The Minimum Information About a Proteomic Experiment documents describe information which should be given along with a proteomic experiment. The parent document describes the processes and principles underpinning the development of a series of domain specific documents which now cover all aspects of a MS-based proteomics workflow.

===MIMIx, molecular interactions===
This document has been developed and maintained by the Molecular Interaction worktrack of the HUPO-PSI (www.psidev.info) and describes the Minimum Information about a Molecular Interaction experiment.

===MIAPAR, protein affinity reagents===
The Minimum Information About a Protein Affinity Reagent has been developed and maintained by the Molecular Interaction worktrack of the HUPO-PSI (www.psidev.info)in conjunction with the HUPO Antibody Initiative and a European consortium of binder producers and seeks to encourage users to improve their description of binding reagents, such as antibodies, used in the process of protein identification.

===MIABE, bioactive entities===
The Minimum Information About a Bioactive Entity was produced by representatives from both large pharma and academia who are looking to improve the description of usually small molecules which bind to, and potentially modulate the activity of, specific targets in a living organism. This document encompasses drug-like molecules as well as herbicides, pesticides and food additives. It is primarily maintained through the EMBL-EBI Industry program (www.ebi.ac.uk/industry).

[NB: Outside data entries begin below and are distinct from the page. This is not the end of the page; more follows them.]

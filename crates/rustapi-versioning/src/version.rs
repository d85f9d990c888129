//! API version type and parsing
//!
//! An [`ApiVersion`] is a `major.minor` pair with an optional status label,
//! rendered canonically as `"{major}.{minor}[-status]"`.
//!
//! Status labels compare ASCII case-insensitively (`1.0-Beta == 1.0-beta`) and
//! keep their original casing for display. For the same `major.minor`, a
//! version without a status sorts after every version carrying one, so
//! pre-release labels order below the release they precede.

use serde::{de, Deserialize, Deserializer, Serialize, Serializer};
use std::cmp::Ordering;
use std::fmt;
use std::hash::{Hash, Hasher};
use std::str::FromStr;
use thiserror::Error;

/// API version
///
/// Supports formats like:
/// - `1`, `v1` (major only, minor defaults to 0)
/// - `1.0`, `v1.2` (major.minor)
/// - `1.0-beta`, `2-rc1` (with status label)
#[derive(Debug, Clone)]
pub struct ApiVersion {
    major: u32,
    minor: u32,
    status: Option<String>,
}

impl ApiVersion {
    /// Create a new version without a status label
    pub fn new(major: u32, minor: u32) -> Self {
        Self {
            major,
            minor,
            status: None,
        }
    }

    /// Create a version with only a major number
    pub fn major(major: u32) -> Self {
        Self::new(major, 0)
    }

    /// Create a version carrying a status label such as `beta` or `rc1`
    pub fn with_status(
        major: u32,
        minor: u32,
        status: impl Into<String>,
    ) -> Result<Self, VersionParseError> {
        let status = status.into();
        validate_status(&status)?;
        Ok(Self {
            major,
            minor,
            status: Some(status),
        })
    }

    /// Create version 1.0
    pub fn v1() -> Self {
        Self::new(1, 0)
    }

    /// Create version 2.0
    pub fn v2() -> Self {
        Self::new(2, 0)
    }

    /// Major version number
    pub fn major_version(&self) -> u32 {
        self.major
    }

    /// Minor version number
    pub fn minor_version(&self) -> u32 {
        self.minor
    }

    /// Status label, if any
    pub fn status(&self) -> Option<&str> {
        self.status.as_deref()
    }

    /// Format as path segment (e.g., "v1", "v1.2", "v2.0-beta")
    pub fn as_path_segment(&self) -> String {
        match &self.status {
            Some(status) => format!("v{}.{}-{}", self.major, self.minor, status),
            None if self.minor == 0 => format!("v{}", self.major),
            None => format!("v{}.{}", self.major, self.minor),
        }
    }
}

impl Default for ApiVersion {
    fn default() -> Self {
        Self::v1()
    }
}

impl fmt::Display for ApiVersion {
    fn fmt(&self, f: &mut fmt::Formatter<'_>) -> fmt::Result {
        write!(f, "{}.{}", self.major, self.minor)?;
        if let Some(status) = &self.status {
            write!(f, "-{}", status)?;
        }
        Ok(())
    }
}

impl FromStr for ApiVersion {
    type Err = VersionParseError;

    fn from_str(s: &str) -> Result<Self, Self::Err> {
        let input = s.trim();
        if input.is_empty() {
            return Err(VersionParseError::Empty);
        }

        // Remove optional 'v' prefix
        let body = input
            .strip_prefix('v')
            .or_else(|| input.strip_prefix('V'))
            .unwrap_or(input);

        let (numbers, status) = match body.split_once('-') {
            Some((numbers, status)) => (numbers, Some(status)),
            None => (body, None),
        };

        if let Some(status) = status {
            validate_status(status)?;
        }

        let mut parts = numbers.split('.');
        let major = parse_number(parts.next().unwrap_or_default(), input)?;
        let minor = match parts.next() {
            Some(part) => parse_number(part, input)?,
            None => 0,
        };

        if parts.next().is_some() {
            return Err(VersionParseError::InvalidFormat(input.to_string()));
        }

        Ok(Self {
            major,
            minor,
            status: status.map(str::to_string),
        })
    }
}

fn parse_number(part: &str, input: &str) -> Result<u32, VersionParseError> {
    if part.is_empty() || !part.bytes().all(|b| b.is_ascii_digit()) {
        return Err(VersionParseError::InvalidNumber(input.to_string()));
    }
    part.parse()
        .map_err(|_| VersionParseError::InvalidNumber(input.to_string()))
}

fn validate_status(status: &str) -> Result<(), VersionParseError> {
    if status.is_empty() || !status.bytes().all(|b| b.is_ascii_alphanumeric()) {
        return Err(VersionParseError::InvalidStatus(status.to_string()));
    }
    Ok(())
}

fn compare_status(a: &Option<String>, b: &Option<String>) -> Ordering {
    match (a, b) {
        (None, None) => Ordering::Equal,
        (None, Some(_)) => Ordering::Greater,
        (Some(_), None) => Ordering::Less,
        (Some(a), Some(b)) => a
            .bytes()
            .map(|c| c.to_ascii_lowercase())
            .cmp(b.bytes().map(|c| c.to_ascii_lowercase())),
    }
}

impl PartialEq for ApiVersion {
    fn eq(&self, other: &Self) -> bool {
        self.cmp(other) == Ordering::Equal
    }
}

impl Eq for ApiVersion {}

impl Hash for ApiVersion {
    fn hash<H: Hasher>(&self, state: &mut H) {
        self.major.hash(state);
        self.minor.hash(state);
        match &self.status {
            Some(status) => {
                state.write_u8(1);
                for byte in status.bytes() {
                    state.write_u8(byte.to_ascii_lowercase());
                }
            }
            None => state.write_u8(0),
        }
    }
}

impl PartialOrd for ApiVersion {
    fn partial_cmp(&self, other: &Self) -> Option<Ordering> {
        Some(self.cmp(other))
    }
}

impl Ord for ApiVersion {
    fn cmp(&self, other: &Self) -> Ordering {
        self.major
            .cmp(&other.major)
            .then_with(|| self.minor.cmp(&other.minor))
            .then_with(|| compare_status(&self.status, &other.status))
    }
}

impl Serialize for ApiVersion {
    fn serialize<S: Serializer>(&self, serializer: S) -> Result<S::Ok, S::Error> {
        serializer.collect_str(self)
    }
}

impl<'de> Deserialize<'de> for ApiVersion {
    fn deserialize<D: Deserializer<'de>>(deserializer: D) -> Result<Self, D::Error> {
        let raw = String::deserialize(deserializer)?;
        raw.parse().map_err(de::Error::custom)
    }
}

/// Error type for version parsing
#[derive(Debug, Clone, PartialEq, Eq, Error)]
pub enum VersionParseError {
    /// Empty version string
    #[error("empty version string")]
    Empty,
    /// Invalid number in version string
    #[error("invalid number in version '{0}'")]
    InvalidNumber(String),
    /// More components than `major.minor`
    #[error("invalid version format '{0}'")]
    InvalidFormat(String),
    /// Status label is empty or not alphanumeric
    #[error("invalid version status '{0}'")]
    InvalidStatus(String),
}

#[cfg(test)]
mod tests {
    use super::*;
    use std::collections::HashSet;

    #[test]
    fn test_version_parsing() {
        assert_eq!("1".parse::<ApiVersion>().unwrap(), ApiVersion::major(1));
        assert_eq!("v1".parse::<ApiVersion>().unwrap(), ApiVersion::major(1));
        assert_eq!("1.2".parse::<ApiVersion>().unwrap(), ApiVersion::new(1, 2));
        assert_eq!("V2".parse::<ApiVersion>().unwrap(), ApiVersion::major(2));
        assert_eq!(
            "2.0-beta".parse::<ApiVersion>().unwrap(),
            ApiVersion::with_status(2, 0, "beta").unwrap()
        );
        assert_eq!(
            "3-rc1".parse::<ApiVersion>().unwrap(),
            ApiVersion::with_status(3, 0, "rc1").unwrap()
        );
    }

    #[test]
    fn test_version_parsing_errors() {
        assert_eq!("".parse::<ApiVersion>(), Err(VersionParseError::Empty));
        assert!("x".parse::<ApiVersion>().is_err());
        assert!("v".parse::<ApiVersion>().is_err());
        assert!("1.".parse::<ApiVersion>().is_err());
        assert!("+1.0".parse::<ApiVersion>().is_err());
        assert!(matches!(
            "1.2.3".parse::<ApiVersion>(),
            Err(VersionParseError::InvalidFormat(_))
        ));
        assert!(matches!(
            "1.0-".parse::<ApiVersion>(),
            Err(VersionParseError::InvalidStatus(_))
        ));
        assert!(matches!(
            "1.0-be.ta".parse::<ApiVersion>(),
            Err(VersionParseError::InvalidStatus(_))
        ));
    }

    #[test]
    fn test_version_comparison() {
        assert!(ApiVersion::new(2, 0) > ApiVersion::new(1, 0));
        assert!(ApiVersion::new(1, 1) > ApiVersion::new(1, 0));
        assert!(ApiVersion::with_status(1, 0, "alpha").unwrap() < ApiVersion::new(1, 0));
        assert!(
            ApiVersion::with_status(1, 0, "alpha").unwrap()
                < ApiVersion::with_status(1, 0, "beta").unwrap()
        );
    }

    #[test]
    fn test_status_is_case_insensitive() {
        let upper = ApiVersion::with_status(1, 0, "Beta").unwrap();
        let lower = ApiVersion::with_status(1, 0, "beta").unwrap();

        assert_eq!(upper, lower);
        assert_eq!(upper.cmp(&lower), Ordering::Equal);

        let set: HashSet<_> = [upper.clone(), lower].into_iter().collect();
        assert_eq!(set.len(), 1);

        // original casing is preserved for display
        assert_eq!(upper.to_string(), "1.0-Beta");
    }

    #[test]
    fn test_version_display() {
        assert_eq!(ApiVersion::new(1, 2).to_string(), "1.2");
        assert_eq!(ApiVersion::major(3).to_string(), "3.0");
        assert_eq!(
            ApiVersion::with_status(2, 1, "rc1").unwrap().to_string(),
            "2.1-rc1"
        );
    }

    #[test]
    fn test_version_as_path_segment() {
        assert_eq!(ApiVersion::major(1).as_path_segment(), "v1");
        assert_eq!(ApiVersion::new(1, 2).as_path_segment(), "v1.2");
        assert_eq!(
            ApiVersion::with_status(2, 0, "beta").unwrap().as_path_segment(),
            "v2.0-beta"
        );
    }

    #[test]
    fn test_version_serde() {
        let version = ApiVersion::with_status(2, 1, "beta").unwrap();
        let json = serde_json::to_string(&version).unwrap();
        assert_eq!(json, "\"2.1-beta\"");

        let back: ApiVersion = serde_json::from_str(&json).unwrap();
        assert_eq!(back, version);

        assert!(serde_json::from_str::<ApiVersion>("\"nope\"").is_err());
    }
}
//! Route value bag with optimized storage
//!
//! Route values are the named values produced while matching a request
//! against a route: prefix captures such as `apiVersion`, the remaining
//! service path, and parameters of the resource template. A value may be
//! explicitly null, which is how the service root is represented.

use smallvec::SmallVec;

/// Maximum number of route values to store on the stack.
pub const STACK_VALUES_CAPACITY: usize = 4;

/// Route value holding the path below the route prefix.
///
/// Null when the request targets the service root.
pub const SERVICE_PATH: &str = "servicePath";

/// Route value captured from an `{apiVersion}` prefix segment.
pub const API_VERSION: &str = "apiVersion";

/// Route value naming the resource template matched by the path matcher.
pub const RESOURCE_TEMPLATE: &str = "resourceTemplate";

/// Well-known service path of the metadata document.
pub const METADATA_PATH: &str = "$metadata";

/// Ordered collection of route values.
#[derive(Debug, Clone, Default, PartialEq, Eq)]
pub struct RouteValues {
    inner: SmallVec<[(String, Option<String>); STACK_VALUES_CAPACITY]>,
}

impl RouteValues {
    /// Create an empty collection.
    #[inline]
    pub fn new() -> Self {
        Self {
            inner: SmallVec::new(),
        }
    }

    /// Insert a value, replacing any existing value with the same name.
    pub fn insert(&mut self, key: impl Into<String>, value: impl Into<String>) {
        self.set(key.into(), Some(value.into()));
    }

    /// Insert an explicitly null value.
    pub fn insert_null(&mut self, key: impl Into<String>) {
        self.set(key.into(), None);
    }

    fn set(&mut self, key: String, value: Option<String>) {
        match self.inner.iter_mut().find(|(k, _)| *k == key) {
            Some(slot) => slot.1 = value,
            None => self.inner.push((key, value)),
        }
    }

    /// Get a non-null value by key.
    #[inline]
    pub fn get(&self, key: &str) -> Option<&str> {
        self.lookup(key).flatten()
    }

    /// Look up a key, distinguishing "absent" (`None`) from "null" (`Some(None)`).
    #[inline]
    pub fn lookup(&self, key: &str) -> Option<Option<&str>> {
        self.inner
            .iter()
            .find(|(k, _)| k == key)
            .map(|(_, v)| v.as_deref())
    }

    /// Check if a key exists, null or not.
    #[inline]
    pub fn contains_key(&self, key: &str) -> bool {
        self.inner.iter().any(|(k, _)| k == key)
    }

    /// Remove a value, returning it if it was present.
    pub fn remove(&mut self, key: &str) -> Option<Option<String>> {
        let index = self.inner.iter().position(|(k, _)| k == key)?;
        Some(self.inner.remove(index).1)
    }

    /// Whether these values address the service document or the metadata document.
    ///
    /// True when the service path is present and either null or `$metadata`,
    /// compared ASCII case-insensitively like resource paths.
    pub fn is_service_document_or_metadata(&self) -> bool {
        match self.lookup(SERVICE_PATH) {
            Some(None) => true,
            Some(Some(path)) => path.eq_ignore_ascii_case(METADATA_PATH),
            None => false,
        }
    }

    /// Check if the collection is empty.
    #[inline]
    pub fn is_empty(&self) -> bool {
        self.inner.is_empty()
    }

    /// Get the number of values.
    #[inline]
    pub fn len(&self) -> usize {
        self.inner.len()
    }

    /// Iterate over name/value pairs.
    pub fn iter(&self) -> impl Iterator<Item = (&str, Option<&str>)> {
        self.inner.iter().map(|(k, v)| (k.as_str(), v.as_deref()))
    }

    /// Copy every value from `other`, overwriting values with the same name.
    pub fn extend_from(&mut self, other: &RouteValues) {
        for (key, value) in &other.inner {
            self.set(key.clone(), value.clone());
        }
    }
}

impl<'a> FromIterator<(&'a str, &'a str)> for RouteValues {
    fn from_iter<I: IntoIterator<Item = (&'a str, &'a str)>>(iter: I) -> Self {
        let mut values = Self::new();
        for (key, value) in iter {
            values.insert(key, value);
        }
        values
    }
}

#[cfg(test)]
mod tests {
    use super::*;

    #[test]
    fn test_small_values_on_stack() {
        let mut values = RouteValues::new();
        values.insert("id", "42");
        values.insert_null(SERVICE_PATH);

        assert_eq!(values.get("id"), Some("42"));
        assert_eq!(values.lookup(SERVICE_PATH), Some(None));
        assert_eq!(values.get(SERVICE_PATH), None);
        assert!(values.contains_key(SERVICE_PATH));
        assert!(!values.inner.spilled());
    }

    #[test]
    fn test_insert_replaces_existing() {
        let mut values = RouteValues::new();
        values.insert("id", "1");
        values.insert("id", "2");

        assert_eq!(values.len(), 1);
        assert_eq!(values.get("id"), Some("2"));
    }

    #[test]
    fn test_service_document_detection() {
        let mut values = RouteValues::new();
        assert!(!values.is_service_document_or_metadata());

        values.insert_null(SERVICE_PATH);
        assert!(values.is_service_document_or_metadata());

        values.insert(SERVICE_PATH, METADATA_PATH);
        assert!(values.is_service_document_or_metadata());

        values.insert(SERVICE_PATH, "$Metadata");
        assert!(values.is_service_document_or_metadata());

        values.insert(SERVICE_PATH, "orders/1");
        assert!(!values.is_service_document_or_metadata());
    }

    #[test]
    fn test_from_iterator_and_remove() {
        let mut values: RouteValues = [("a", "1"), ("b", "2")].into_iter().collect();

        assert_eq!(values.remove("a"), Some(Some("1".to_string())));
        assert_eq!(values.remove("a"), None);
        assert_eq!(values.len(), 1);
    }
}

===MIGS/MIMS, genome/metagenome sequences===
This specification is being developed by the Genomic Standards Consortium

===Minimum Information about a Flow Cytometry Experiment===
The Minimum Information about a Flow Cytometry Experiment (MIFlowCyt) is a standard related to flow cytometry which establishes criteria to record information on experimental overview, samples, instrumentation and data analysis. It promotes consistent annotation of clinical, biological and technical issues surrounding a flow cytometry experiment.

===MINDR, dual gene expression reporters===
Requires (1) reporting absolute values of reporter readouts, (2) list of positive and negative controls, and (3) sequences of all reporter constructs.

===MIAPA, Phylogenetic Analysis===
Criteria for Minimum Information About a Phylogenetic Analysis were described in 2006.

===MIRAGE, Glycomics ===

The MIRAGE project is supported and coordinated by the Beilstein-Institut to establish guidelines for data handling and processing in glycomics research

===MIRIAM, Minimum Information Required in the Annotation of Models===
The Minimal Information Required In the Annotation of Models (MIRIAM), is a set of rules for the curation and annotation of quantitative models of biological systems.

===MIASE, Minimum Information About a Simulation Experiment===
The Minimum Information About a Simulation Experiment (MIASE) is an effort to standardize the description of simulation experiments in the field of systems biology.

===STRENDA, Standards for Reporting Enzymology Data===

The Standards for Reporting Enzymology Data (STRENDA) is an initiative which specifically focuses on the development of guidelines for reporting (describing metadata) enzymology experiments with the aim to improve the quality of enzymology data published in the scientific literature.